E(n)-equivariant Graph Neural Cellular Automata
Gennaro Gala, Daniele Grattarola, Erik Quaeghebeur

TL;DR
This paper introduces E(n)-GNCAs, a class of graph neural cellular automata that are equivariant to spatial transformations, enabling isotropic, scalable, and dynamic modeling of complex systems on arbitrary graphs.
Contribution
The paper proposes E(n)-equivariant graph neural cellular automata, ensuring isotropy and locality, and demonstrates their effectiveness across multiple tasks.
Findings
E(n)-GNCAs are lightweight and scalable.
They successfully model complex, self-organising dynamics.

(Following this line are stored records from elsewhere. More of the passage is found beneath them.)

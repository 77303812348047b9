use std::io;
use std::io::IsTerminal;
use std::path::PathBuf;

use anyhow::Result;
use clap::{Args, CommandFactory, Parser, Subcommand};
use serde::Serialize;

use crate::core::{RiskLevel, ScanReport};
use crate::engine::{Engine, EngineOptions, ScanOutcome};
use crate::ui::UiConfig;

#[derive(Debug, Parser)]
#[command(
    name = "securecheck",
    version,
    about = "Scores how risky a URL looks from its structure alone, without contacting it"
)]
pub struct Cli {
    #[arg(long, global = true)]
    pub json: bool,
    #[arg(long = "no-color", global = true)]
    pub no_color: bool,
    #[arg(long, global = true)]
    pub verbose: bool,
    #[arg(long, global = true)]
    pub quiet: bool,
    #[arg(long, global = true)]
    pub config: Option<PathBuf>,
    /// Skip the staged progress animation.
    #[arg(long = "no-delay", global = true)]
    pub no_delay: bool,

    #[command(subcommand)]
    pub command: Commands,
}

#[derive(Debug, Subcommand)]
pub enum Commands {
    /// Analyze a URL and print the full result.
    Scan(ScanArgs),
    /// Print only the four security checks for a URL.
    Checks(ChecksArgs),
    /// Print a shareable report for a URL.
    Report(ReportArgs),
    /// Interactive terminal UI.
    Ui(UiArgs),
    Completion(CompletionArgs),
    Config(ConfigArgs),
}

#[derive(Debug, Args)]
pub struct ScanArgs {
    pub url: String,
    /// Exit with code 3 when the risk level reaches this level.
    #[arg(long)]
    pub fail_on: Option<RiskLevel>,
}

#[derive(Debug, Args)]
pub struct ChecksArgs {
    pub url: String,
}

#[derive(Debug, Args)]
pub struct ReportArgs {
    pub url: String,
    #[arg(long)]
    pub markdown: bool,
}

#[derive(Debug, Args)]
pub struct UiArgs {}

#[derive(Debug, Args)]
pub struct CompletionArgs {
    pub shell: String,
}

#[derive(Debug, Args)]
pub struct ConfigArgs {
    #[arg(long)]
    pub show: bool,
}

pub fn run() -> Result<()> {
    let cli = Cli::parse();

    let stdin_is_tty = io::stdin().is_terminal();
    let stdout_is_tty = io::stdout().is_terminal();
    let stderr_is_tty = io::stderr().is_terminal();

    let home_dir = crate::config::home_dir().map_err(crate::exit::invalid_args_err)?;

    let env_config_path = std::env::var_os("SECURECHECK_CONFIG").map(PathBuf::from);
    let cfg = crate::config::load(
        cli.config.as_deref().or(env_config_path.as_deref()),
        &home_dir,
    )
    .map_err(crate::exit::invalid_args_err)?;

    let color = stdout_is_tty && cfg.ui.color && !cli.no_color;

    let ui_cfg = UiConfig {
        color,
        stdin_is_tty,
        stdout_is_tty,
        stderr_is_tty,
        quiet: cli.quiet,
        verbose: cli.verbose,
    };

    let is_ui_mode = matches!(&cli.command, Commands::Ui(_));
    let engine = Engine::new(
        EngineOptions {
            show_progress: ui_cfg.stderr_is_tty && !cli.quiet && !cli.json && !is_ui_mode,
            simulate_delay: cfg.scan.simulate_delay && !cli.no_delay,
            log_scans: cfg.log.enabled,
        },
        home_dir,
    );

    match cli.command {
        Commands::Scan(args) => {
            let outcome = engine.scan(&args.url, "scan")?;
            report_log_path(&outcome, &ui_cfg);
            let report = &outcome.report;
            if cli.json {
                write_json(report)?;
            } else {
                crate::ui::print_report(report, &ui_cfg);
            }

            if let Some(fail_on) = args.fail_on.or(cfg.scan.fail_on) {
                let level = report.result.risk_level;
                if level >= fail_on {
                    return Err(crate::exit::risk_threshold(format!(
                        "risk level {level} reached the --fail-on threshold ({fail_on})"
                    )));
                }
            }
        }
        Commands::Checks(args) => {
            let outcome = engine.scan(&args.url, "checks")?;
            report_log_path(&outcome, &ui_cfg);
            if cli.json {
                write_json(&outcome.report.checks)?;
            } else {
                crate::ui::print_checks(&outcome.report.checks, &ui_cfg);
            }
        }
        Commands::Report(args) => {
            let outcome = engine.scan(&args.url, "report")?;
            report_log_path(&outcome, &ui_cfg);
            if cli.json {
                write_json(&outcome.report)?;
            } else if args.markdown {
                write_markdown(&outcome.report)?;
            } else {
                crate::ui::print_report(&outcome.report, &ui_cfg);
            }
        }
        Commands::Ui(_args) => {
            if cli.json {
                return Err(crate::exit::invalid_args("ui cannot be combined with --json"));
            }
            if !(ui_cfg.stdin_is_tty && ui_cfg.stdout_is_tty) {
                return Err(crate::exit::invalid_args(
                    "ui requires a TTY (stdin + stdout)",
                ));
            }
            crate::tui::run(engine, ui_cfg.color)?;
        }
        Commands::Completion(args) => {
            let shell = parse_shell(&args.shell)?;
            let mut cmd = Cli::command();
            let mut out = std::io::stdout().lock();
            clap_complete::generate(shell, &mut cmd, "securecheck", &mut out);
        }
        Commands::Config(args) => {
            if args.show {
                if cli.json {
                    write_json(&cfg)?;
                } else {
                    println!("{}", toml::to_string_pretty(&cfg)?);
                }
            } else if !ui_cfg.quiet {
                eprintln!("config: use `securecheck config --show`");
            }
        }
    }

    Ok(())
}

fn report_log_path(outcome: &ScanOutcome, ui_cfg: &UiConfig) {
    if !ui_cfg.verbose {
        return;
    }
    if let Some(path) = &outcome.log_path {
        eprintln!("log: {}", path.display());
    }
}

fn write_json<T: Serialize + ?Sized>(value: &T) -> Result<()> {
    use std::io::Write;

    let buf = serde_json::to_vec_pretty(value)?;

    let mut stdout = std::io::stdout().lock();
    match stdout.write_all(&buf) {
        Ok(()) => {}
        Err(err) if err.kind() == std::io::ErrorKind::BrokenPipe => return Ok(()),
        Err(err) => return Err(err.into()),
    }
    match stdout.write_all(b"\n") {
        Ok(()) => Ok(()),
        Err(err) if err.kind() == std::io::ErrorKind::BrokenPipe => Ok(()),
        Err(err) => Err(err.into()),
    }
}

fn write_markdown(report: &ScanReport) -> Result<()> {
    use std::io::Write;

    let markdown = format_markdown_report(report);
    let mut stdout = std::io::stdout().lock();
    match stdout.write_all(markdown.as_bytes()) {
        Ok(()) => Ok(()),
        Err(err) if err.kind() == std::io::ErrorKind::BrokenPipe => Ok(()),
        Err(err) => Err(err.into()),
    }
}

fn format_markdown_report(report: &ScanReport) -> String {
    use std::fmt::Write as _;

    let result = &report.result;
    let mut out = String::new();

    let _ = writeln!(out, "# securecheck report");
    let _ = writeln!(out);
    let _ = writeln!(out, "- URL: `{}`", result.url);
    let _ = writeln!(
        out,
        "- Risk level: **{}** ({}/100)",
        result.risk_level.as_str().to_ascii_uppercase(),
        result.risk_score
    );
    let _ = writeln!(out, "- Assessment: {}", result.risk_level.description());
    let _ = writeln!(
        out,
        "- HTTPS: {}",
        if result.is_secure { "yes" } else { "no" }
    );
    let _ = writeln!(out, "- Scanned at: {}", result.scanned_at);
    let _ = writeln!(
        out,
        "- Scan duration: {}",
        crate::ui::format_duration_ms(result.scan_duration_ms)
    );
    let _ = writeln!(out, "- Tool version: {}", report.tool_version);

    let _ = writeln!(out);
    let _ = writeln!(out, "## Security checks ({})", report.checks.len());
    let _ = writeln!(out);
    let _ = writeln!(out, "| Check | Status | Details |");
    let _ = writeln!(out, "|---|---|---|");
    for check in &report.checks {
        let _ = writeln!(
            out,
            "| {} | {} | {} |",
            escape_table_cell(&check.name),
            check.status,
            escape_table_cell(&check.description)
        );
    }

    let _ = writeln!(out);
    let _ = writeln!(out, "## Threats ({})", result.threats.len());
    let _ = writeln!(out);
    if result.threats.is_empty() {
        let _ = writeln!(out, "_No threats detected._");
    } else {
        for threat in &result.threats {
            let _ = writeln!(out, "- {threat}");
        }
    }

    let _ = writeln!(out);
    let _ = writeln!(out, "## Recommendations");
    let _ = writeln!(out);
    for rec in &result.recommendations {
        let _ = writeln!(out, "- {rec}");
    }

    out
}

fn escape_table_cell(s: &str) -> String {
    s.replace('|', "\\|").replace('\n', " ")
}

fn parse_shell(s: &str) -> Result<clap_complete::Shell> {
    let s = s.trim().to_ascii_lowercase();
    match s.as_str() {
        "bash" => Ok(clap_complete::Shell::Bash),
        "zsh" => Ok(clap_complete::Shell::Zsh),
        "fish" => Ok(clap_complete::Shell::Fish),
        other => Err(crate::exit::invalid_args(format!(
            "unsupported shell: {other} (expected bash|zsh|fish)"
        ))),
    }
}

They outperform non-equivariant models in various tasks.
Abstract
Cellular automata (CAs) are notable computational models exhibiting rich dynamics emerging from the local interaction of cells arranged in a regular lattice. Graph CAs (GCAs) generalise standard CAs by allowing for arbitrary graphs rather than regular lattices, similar to how Graph Neural Networks (GNNs) generalise Convolutional NNs. Recently, Graph Neural CAs (GNCAs) have been proposed as models built on top of standard GNNs that can be trained to approximate the transition rule of any arbitrary GCA. We note that existing GNCAs can violate the locality principle of CAs by leveraging global information and, furthermore, are anisotropic in the sense that their transition rules are not equivariant to isometries of the nodes' spatial locations. However, it is desirable for instances related by such transformations to be treated identically by the model. By replacing standard graph…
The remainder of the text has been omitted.